In our small cohort, tumors progressed or relapsed in seven of nine patients. Interestingly, all relapses/progressions occurred at primary sites even in patients with leptomeningeal seeding. However, four of five patients who received RT after relapse/progression are still alive. Recent studies have showed that RT might be more efficacious than chemotherapy for ATRT patients, even for very young children (3, 26). Chi et al. (27) recently reported encouraging results of a single arm trial for newly diagnosed ATRT patients, in which local RT was administered during the early treatment period irrespective of age. Taken together, these findings suggest that RT is effective in ATRT and that early administration of RT, at least local RT, might prevent early relapse/progression during induction chemotherapy, resulting in improved outcomes.
In our study, only 3 patients completed induction chemotherapy and could proceed to tandem HDCT/autoSCT as scheduled without relapse/progression. These findings suggest that our induction chemotherapy regimen might be ineffective for preventing tumor relapse/progression. A few investigators have described long-term survivors who had received RT and chemotherapy which had been used for the treatment of rhabdomyosarcoma patients (6, 7, 27). Taken together, a novel chemotherapy regimen as well as early administration of RT is needed to improve outcomes in the treatment of ATRT.
Recently, Rosenfeld et al. (28) reported the feasibility of tandem HDCT/autoSCT in patients with brain tumors. They used the same tandem HDCT regimen (CTE/CM) as ours. Two of 19 patients who received the first HDCT/autoSCT and 4 of 11 patients who received the second HDCT/autoSCT died of toxicity. The authors concluded that the CTE/CM regimen is not feasible due to toxicity. On the contrary, toxicities in our present study were manageable and transient, and no toxic death occurred. The only difference between the two studies was the interval between the first and second HDCT/autoSCT. While the second HDCT began by day 50 with an ANC > 1,000/µL and resolutions of all significant toxicities in the study by Rosenfeld et al. (28), we allowed a 12-16 week interval between the first and second HDCT/autoSCT as a cautionary measure of potential toxicity during the second HDCT/autoSCT. We previously reported that a shorter interval (< 12 weeks) between the first and second HDCT/autoSCT might be associated with higher toxic death rate in the second HDCT/autoSCT (29). Taken together, our tandem HDCT protocol is relatively safe if patients have sufficient rest between the first and second HDCT/autoSCT.

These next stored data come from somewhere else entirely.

#[cfg(test)]
mod tests {
    use super::*;
    use crate::input::KeyEvent;
    use image::{Rgba, RgbaImage};
    use kurbo::Rect;

    fn press(scene: &mut AnnotationScene, at: Point) {
        scene.handle_event(&PointerEvent::press(at).into());
    }

    fn click(scene: &mut AnnotationScene, at: Point) -> bool {
        press(scene, at);
        scene.handle_event(&PointerEvent::release(at).into())
    }

    fn drag(scene: &mut AnnotationScene, from: Point, to: Point) {
        press(scene, from);
        scene.handle_event(&PointerEvent::Move { position: to }.into());
        scene.handle_event(&PointerEvent::release(to).into());
    }

    fn delete(scene: &mut AnnotationScene) -> bool {
        scene.handle_event(&KeyEvent::Pressed("Delete".to_string()).into())
    }

    fn bitmap(width: u32, height: u32) -> Bitmap {
        Bitmap::new(RgbaImage::from_pixel(width, height, Rgba([0, 0, 255, 255])))
    }

    fn hello_scene() -> (AnnotationScene, NodeId) {
        let mut scene = AnnotationScene::default();
        let id = scene.add_text("Hello", Point::new(50.0, 50.0)).unwrap();
        (scene, id)
    }

    #[test]
    fn test_add_text_uses_defaults() {
        let (scene, id) = hello_scene();
        let text = scene.get(id).and_then(AnnotationNode::as_text).unwrap();
        assert!((text.font_size - 20.0).abs() < f64::EPSILON);
        assert_eq!(text.fill, crate::SerializableColor::black());
        assert_eq!(scene.len(), 1);
    }

    #[test]
    fn test_blank_text_is_ignored() {
        let mut scene = AnnotationScene::default();
        let before = scene.revision();
        assert!(scene.add_text("", Point::ZERO).is_none());
        assert!(scene.add_text("  \n\t", Point::ZERO).is_none());
        assert!(scene.is_empty());
        assert_eq!(scene.revision(), before);
    }

    #[test]
    fn test_add_image_scaling() {
        let mut scene = AnnotationScene::default();
        let big = scene.add_image(bitmap(800, 400), Point::new(50.0, 50.0));
        let small = scene.add_image(bitmap(40, 30), Point::new(50.0, 50.0));
        let size = scene.get(big).unwrap().size();
        assert!((size.width - 150.0).abs() < 1e-9);
        assert!((size.height - 75.0).abs() < 1e-9);
        let size = scene.get(small).unwrap().size();
        assert!((size.width - 40.0).abs() < 1e-9);
        assert!((size.height - 30.0).abs() < 1e-9);
    }

    #[test]
    fn test_topmost_node_wins() {
        let mut scene = AnnotationScene::default();
        let bottom = scene.add_text("Hello", Point::new(50.0, 50.0)).unwrap();
        let top = scene.add_text("World", Point::new(60.0, 55.0)).unwrap();
        assert_eq!(scene.node_at(Point::new(70.0, 60.0)), Some(top));
        assert_eq!(scene.node_at(Point::new(52.0, 52.0)), Some(bottom));
        assert_eq!(scene.node_at(Point::new(5.0, 5.0)), None);
    }

    #[test]
    fn test_click_selects_only_in_edit_mode() {
        let (mut scene, id) = hello_scene();
        assert!(!click(&mut scene, Point::new(60.0, 60.0)));
        assert_eq!(scene.selection().handle_count(), 0);

        scene.toggle_edit_mode();
        assert!(scene.selection().is_bulk());
        // A node click keeps the bulk selection; the background leaves it.
        assert!(!click(&mut scene, Point::new(60.0, 60.0)));
        assert!(click(&mut scene, Point::new(400.0, 400.0)));
        assert_eq!(scene.selection().state(), &SelectionState::Empty);
        assert!(click(&mut scene, Point::new(60.0, 60.0)));
        assert_eq!(scene.selection().selected(), vec![id]);
        assert_eq!(scene.selection().handle_count(), 1);

        assert!(click(&mut scene, Point::new(400.0, 400.0)));
        assert_eq!(scene.selection().state(), &SelectionState::Empty);
    }

    #[test]
    fn test_toggle_edit_mode_bulk_and_off() {
        let (mut scene, id) = hello_scene();
        assert_eq!(scene.toggle_edit_mode(), EditMode::Edit);
        assert!(scene.selection().is_bulk());
        assert_eq!(scene.selection().selected(), vec![id]);
        assert_eq!(scene.toggle_edit_mode(), EditMode::View);
        assert_eq!(scene.selection().handle_count(), 0);
    }

    #[test]
    fn test_toggle_on_empty_scene_has_no_handle() {
        let mut scene = AnnotationScene::default();
        scene.toggle_edit_mode();
        assert_eq!(scene.selection().handle_count(), 0);
    }

    #[test]
    fn test_delete_selected_node() {
        let (mut scene, id) = hello_scene();
        let other = scene.add_text("Other", Point::new(300.0, 300.0)).unwrap();
        scene.toggle_edit_mode();
        click(&mut scene, Point::new(400.0, 400.0));
        click(&mut scene, Point::new(60.0, 60.0));

        assert!(delete(&mut scene));
        assert!(scene.get(id).is_none());
        assert!(scene.get(other).is_some());
        assert_eq!(scene.selection().state(), &SelectionState::Empty);
    }

    #[test]
    fn test_delete_ignored_in_view_mode_and_bulk() {
        let (mut scene, _) = hello_scene();
        assert!(!delete(&mut scene));
        scene.toggle_edit_mode();
        assert!(!delete(&mut scene));
        assert_eq!(scene.len(), 1);
    }

    #[test]
    fn test_removing_unselected_node_keeps_selection() {
        let (mut scene, id) = hello_scene();
        let other = scene.add_text("Other", Point::new(300.0, 300.0)).unwrap();
        scene.toggle_edit_mode();
        click(&mut scene, Point::new(400.0, 400.0));
        click(&mut scene, Point::new(60.0, 60.0));

        scene.remove(other);
        assert_eq!(scene.selection().selected(), vec![id]);
        scene.remove(id);
        assert_eq!(scene.selection().state(), &SelectionState::Empty);
        assert!(scene.remove(id).is_none());
    }

    #[test]
    fn test_drag_in_view_mode() {
        let (mut scene, id) = hello_scene();
        drag(&mut scene, Point::new(60.0, 60.0), Point::new(110.0, 80.0));
        assert_eq!(scene.get(id).unwrap().position(), Point::new(100.0, 70.0));
        assert_eq!(scene.selection().handle_count(), 0);
    }

    #[test]
    fn test_small_movement_is_a_click() {
        let (mut scene, id) = hello_scene();
        scene.toggle_edit_mode();
        click(&mut scene, Point::new(400.0, 400.0));
        press(&mut scene, Point::new(60.0, 60.0));
        scene.handle_event(&PointerEvent::Move { position: Point::new(61.0, 61.0) }.into());
        scene.handle_event(&PointerEvent::release(Point::new(61.0, 61.0)).into());
        assert_eq!(scene.get(id).unwrap().position(), Point::new(50.0, 50.0));
        assert_eq!(scene.selection().selected(), vec![id]);
    }

    #[test]
    fn test_bulk_drag_moves_all_selected() {
        let mut scene = AnnotationScene::default();
        let a = scene.add_text("Hello", Point::new(50.0, 50.0)).unwrap();
        let b = scene.add_text("World", Point::new(50.0, 200.0)).unwrap();
        scene.toggle_edit_mode();
        drag(&mut scene, Point::new(60.0, 60.0), Point::new(70.0, 80.0));
        assert_eq!(scene.get(a).unwrap().position(), Point::new(60.0, 70.0));
        assert_eq!(scene.get(b).unwrap().position(), Point::new(60.0, 220.0));
    }

    #[test]
    fn test_resize_through_handle() {
        let (mut scene, id) = hello_scene();
        scene.toggle_edit_mode();
        click(&mut scene, Point::new(400.0, 400.0));
        click(&mut scene, Point::new(60.0, 60.0));

        // Bottom-right anchor of the 100x20 box at (50, 50).
        drag(&mut scene, Point::new(150.0, 70.0), Point::new(250.0, 90.0));
        let bounds = scene.get(id).unwrap().bounds();
        assert_eq!(bounds, Rect::new(50.0, 50.0, 250.0, 90.0));
        assert_eq!(scene.selection().selected(), vec![id]);
    }

    #[test]
    fn test_rotate_through_handle() {
        let (mut scene, id) = hello_scene();
        scene.toggle_edit_mode();
        click(&mut scene, Point::new(400.0, 400.0));
        click(&mut scene, Point::new(60.0, 60.0));

        // Rotate anchor sits 25 above the top-center (100, 50).
        drag(&mut scene, Point::new(100.0, 25.0), Point::new(200.0, 60.0));
        let rotation = scene.get(id).unwrap().rotation();
        assert!((rotation - std::f64::consts::FRAC_PI_2).abs() < 1e-9);
    }

    #[test]
    fn test_clear_resets_selection_but_keeps_mode() {
        let (mut scene, _) = hello_scene();
        scene.toggle_edit_mode();
        scene.clear();
        assert!(scene.is_empty());
        assert_eq!(scene.selection().handle_count(), 0);
        assert_eq!(scene.mode(), EditMode::Edit);
    }

    #[test]
    fn test_single_selection_and_delete_after_bulk() {
        let mut scene = AnnotationScene::default();
        let hello = scene.add_text("Hello", Point::new(50.0, 50.0)).unwrap();
        let world = scene.add_text("World", Point::new(50.0, 200.0)).unwrap();
        scene.toggle_edit_mode();
        assert_eq!(scene.selection().selected().len(), 2);

        assert!(click(&mut scene, Point::new(380.0, 580.0)));
        assert!(click(&mut scene, Point::new(60.0, 60.0)));
        assert!(!scene.selection().is_bulk());
        assert_eq!(scene.selection().selected(), vec![hello]);

        assert!(delete(&mut scene));
        assert_eq!(scene.ids(), &[world]);
        assert_eq!(scene.selection().handle_count(), 0);
    }

    #[test]
    fn test_hide_and_show_handle() {
        let (mut scene, _) = hello_scene();
        assert!(!scene.hide_handle());
        scene.toggle_edit_mode();
        let before = scene.revision();
        assert!(scene.hide_handle());
        assert!(!scene.selection().handle().unwrap().is_visible());
        assert!(scene.revision() > before);
        scene.show_handle();
        assert!(scene.selection().handle().unwrap().is_visible());
    }
}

A total of six patients received tandem HDCT/autoSCT, and three of them received tandem HDCT/autoSCT as a salvage treatment after relapse/progression. Although three patients remained progression free after tandem HDCT/autoSCT, the effectiveness of tandem HDCT/autoSCT is unclear, because all survivors received RT as well as tandem HDCT/autoSCT.
In summary, our tandem HDCT/autoSCT is feasible; however, early administration of RT prior to tandem HDCT/autoSCT should be considered to improve the outcome after tandem HDCT/autoSCT even in very young patients.
This study was supported by a grant from the National R&D Program for Cancer Control, Ministry of Health and Welfare, Republic of Korea (No. 0520300).